We present results obtained on a machine equipped with both a high-end NVIDIA GPU and Intel CPU, representing two important target architectures for SYCL. However, given the selective support of different hardware platforms in current SYCL implementations as shown in Table 1, the set of implementations to compare was limited. It was, therefore, necessary to restrict the evaluated SYCL implementations to a common denominator that supports both our CPU and GPU, namely hipSYCL and ComputeCpp. Table 3 shows details of our experimental setup.

4.1 ComputeCpp PTX Performance

In order to target NVIDIA GPUs with ComputeCpp 1.3, it is necessary to use the experimental^{Footnote 4} ComputeCpp PTX backend. This is because the NVIDIA OpenCL implementation does not support ingesting kernels in the SPIR format, which is normally used by ComputeCpp. Because of the experimental quality of this backend, we expect to see an overall lower performance in microbenchmarks and applications/kernels when compared to hipSYCL.

However, we found that even very short running kernels (of the order of microseconds, when executed using hipSYCL) could sometimes run for tens of milliseconds.

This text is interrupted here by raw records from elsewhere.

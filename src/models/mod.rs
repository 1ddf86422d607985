pub mod availability;
pub mod booking;
pub mod opening_hours;
pub mod service;

pub use availability::{AvailabilityResponse, DaySlots, MonthOverview};
pub use booking::{Booking, BookingSource, BookingStatus};
pub use opening_hours::{DateOverride, DayWindow, OpeningWindow, WeeklyHours};
pub use service::Service;
use anyhow::Context;
use rusqlite::Connection;

const MIGRATIONS: &[(&str, &str)] = &[(
    "001_initial.sql",
    include_str!("../../migrations/001_initial.sql"),
)];

pub fn run_migrations(conn: &Connection) -> anyhow::Result<()> {
    conn.execute_batch(
        "CREATE TABLE IF NOT EXISTS _migrations (
            name TEXT PRIMARY KEY,
            applied_at TEXT NOT NULL DEFAULT (datetime('now'))
        );",
    )
    .context("failed to create migrations table")?;

    for (name, sql) in MIGRATIONS {
        let already_applied: bool = conn
            .query_row(
                "SELECT COUNT(*) > 0 FROM _migrations WHERE name = ?1",
                [name],
                |row| row.get(0),
            )
            .context("failed to check migration status")?;

        if already_applied {
            continue;
        }

        conn.execute_batch(sql)
            .with_context(|| format!("failed to apply migration: {name}"))?;

        conn.execute("INSERT INTO _migrations (name) VALUES (?1)", [name])
            .with_context(|| format!("failed to record migration: {name}"))?;

        tracing::info!("applied migration: {name}");
    }

    Ok(())
}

In fact, with very high probability (\(>90\%\)) the third consecutive run of a very short running kernel would inexplicably require approximately 100 ms to complete. As a workaround for this performance anomaly, we determined that by using SYCL’s built-in event profiling capabilities, we were able to obtain timings that were in line with our expectations. As these timings reflect the actual kernel execution time in hardware, relying solely on them would give ComputeCpp an unfair advantage over hipSYCL’s host-side timings. We, therefore, decided to proceed as follows: For all measurements taken on NVIDIA hardware using ComputeCpp, we will provide two values. Results marked as ComputeCpp PTX include the full execution time as observed by the user, including the inexplicable overhead. A second value, Kernel only, shows the execution time that is close to what could ideally be expected without the overhead. Crucially however, unlike for hipSYCL, these results include no runtime, driver, and kernel launch overhead. Note that we cannot rely on event profiling in general, as this functionality is currently not available in some SYCL implementations, including hipSYCL.

4.2 Microbenchmarking

This section describes the results we obtained by running the benchmarks described in Sect. 3.1 on an NVIDIA GTX TITAN X. Figure 2 shows the microbenchmarking results. All microbenchmarks were executed 20 times, and we present the best result obtained out of these runs. Missing bars indicate failed verification of benchmark results. For the DRAM benchmark 3.375 GiB of memory were copied between two buffers. As can be seen in Fig. 2a, ComputeCpp’s real-world performance is limited considerably by the aforementioned performance bug. Considering ComputeCpp’s kernel time only, both implementations achieve about 78% of the Titan X’s 336.6 GiB/s theoretical maximum for one and two-dimensional single and double-precision floating-point copies. For three-dimensional copies, hipSYCL exhibits a significant drop in throughput. On first sight, this might indicate a choice of work group size that does not allow for full memory coalescing. However, closer investigation reveals that the computation of linear buffer offsets becomes too expensive in three dimensions to be completely hidden by DRAM access latencies. More specifically, the device code generated by hipSYCL performs the same linear offset computation twice, once for the reading buffer access, and another time for the write access. Explicitly computing the linear offset once within the kernel, and using raw pointer accesses for reading and writing, alleviates this inefficiency and allows hipSYCL to achieve full throughput again. Figure 2b indicates that host \(\leftrightarrow \) device copy bandwidth is relatively unaffected by the type of transfer performed, with only three-dimensional contiguous and strided device-to-host copies dipping slightly for hipSYCL. ComputeCpp’s performance is somewhat worse for host-to-device copies and considerably worse for device-to-host copies. Furthermore, many of the variants could not correctly be verified for ComputeCpp, which we again attribute to the experimental nature of the PTX backend. Figure 2c shows similar local memory performance for both implementations, achieving approximately 3300 GiB/s for single and double precision copies. This is in line with results for the GTX TITAN X published by Lopes et al. [17], when adjusting for the higher boost clock used in our testing setup.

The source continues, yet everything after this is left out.